The more I thought about it, the more I came to think that Starbucks isn't only selling coffee. They are selling that coffee-paper-cup experience. There is something about that cup -- and, let's be honest, the sophisticated and superior lid system -- that makes the Starbucks coffee drinking experience what it is. The coffee cools at the right rate, the cup is clean and white, the shape is pleasing to drink out of.

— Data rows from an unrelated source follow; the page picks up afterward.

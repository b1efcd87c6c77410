use anyhow::{Context, Result};
use config::{Config as ConfigBuilder, Environment, File, FileFormat};
use serde::{Deserialize, Serialize};
use std::path::Path;

use super::{
    database::DatabaseConfig, message_queue::MessageQueueConfig,
    observability::ObservabilityConfig,
};

/// 默认配置文件搜索路径
const DEFAULT_CONFIG_PATHS: [&str; 3] = [
    "config/article-releases.toml",
    "article-releases.toml",
    "/etc/article-releases/config.toml",
];

/// 环境变量前缀
const ENV_PREFIX: &str = "ARTICLE_RELEASES";

/// System configuration
#[derive(Debug, Clone, Default, Serialize, Deserialize)]
pub struct AppConfig {
    #[serde(default)]
    pub database: DatabaseConfig,
    #[serde(default)]
    pub message_queue: MessageQueueConfig,
    #[serde(default)]
    pub observability: ObservabilityConfig,
}

impl AppConfig {
    /// Load configuration from config file and environment variables
    ///
    /// Load order:
    /// 1. Default configuration
    /// 2. Config file (TOML format)
    /// 3. Environment variable overrides (prefix: ARTICLE_RELEASES, separator: `__`)
    pub fn load(config_path: Option<&str>) -> Result<Self> {
        let defaults = ConfigBuilder::try_from(&AppConfig::default()).context("构建默认配置失败")?;
        let mut builder = ConfigBuilder::builder().add_source(defaults);

        if let Some(path) = config_path {
            if Path::new(path).exists() {
                builder = builder.add_source(File::new(path, FileFormat::Toml));
            } else {
                return Err(anyhow::anyhow!("配置文件不存在: {}", path));
            }
        } else if let Some(path) = DEFAULT_CONFIG_PATHS
            .iter()
            .find(|path| Path::new(path).exists())
        {
            builder = builder.add_source(File::new(path, FileFormat::Toml));
        }

        builder = builder.add_source(
            Environment::with_prefix(ENV_PREFIX)
                .prefix_separator("__")
                .separator("__")
                .list_separator(",")
                .with_list_parse_key("message_queue.queue_to_sql")
                .with_list_parse_key("message_queue.queue_to_response")
                .try_parsing(true),
        );

        let config: AppConfig = builder
            .build()
            .context("构建配置失败")?
            .try_deserialize()
            .context("反序列化配置失败")?;

        config.validate()?;

        Ok(config)
    }

    /// Load configuration from TOML string
    pub fn from_toml(toml_str: &str) -> Result<Self> {
        let config: AppConfig = toml::from_str(toml_str).context("解析TOML配置失败")?;

        config.validate()?;
        Ok(config)
    }

    /// Serialize configuration to TOML string
    pub fn to_toml(&self) -> Result<String> {
        toml::to_string_pretty(self).context("序列化配置为TOML失败")
    }

    /// Validate configuration effectiveness
    pub fn validate(&self) -> Result<()> {
        self.database.validate().context("数据库配置验证失败")?;

        self.message_queue
            .validate()
            .context("消息队列配置验证失败")?;

        self.observability
            .validate()
            .context("可观测性配置验证失败")?;

        Ok(())
    }
}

Then I thought: there's something about modern life that makes that coffee-paper-cup experience feel like a tiny luxury, in a world where for most of us, luxuries are hard to come by. The crapification of everything means that most of the objects and systems we interact with on a day to day basis are in some way frustrating, or easily broken, or fragile in a dumb way. My god, just using a modern public washroom is insane: the automatic toilet flushes when you don't want it to, and then it doesn't flush when you want it to, and then you can't get the automatic water faucet to go on so you're desperately shaking your hands, and then your ears are assaulted by those new hand driers.
So many things are like that now. But the Starbucks coffee-paper-cup experience isn't like that. It works and it feels nice. Why else would the Starbucks in the US automatically put a lid on your cup, instead of letting you decide whether you need a lid or not? The only explanation is they're trying to give you the full coffee-paper-cup experience. No decisions required.
Recently I visited a suburban sprawl area of Connecticut. This is where my mom used to live, and it gives you some sense of what it's like that until recently, the closest Starbucks was a 20 minute drive away on a major highway. But now there is a Starbucks right in town, and while I was visiting, I went there to catch up on email and do some work.
And the damnedest thing happened. I found myself drawn to that ridiculous paper cup. I had my travel mug with me, and instead of putting it in my backpack like I always do, I left it in the hotel room. I wish I had a convincing psychological explanation for my absurd behavior, but I really don't. The only thing I can think is I was worn down by the driving and the endless ugly plazas and whatever. My reusable mug seemed old and scratched up and coffee stained, and I wanted that coffee-paper-cup experience.
So my theory is that the coffee-paper-cup experience is a tiny luxury island in an ocean of annoyances, and that's why it's an exception to all the other social norms of life.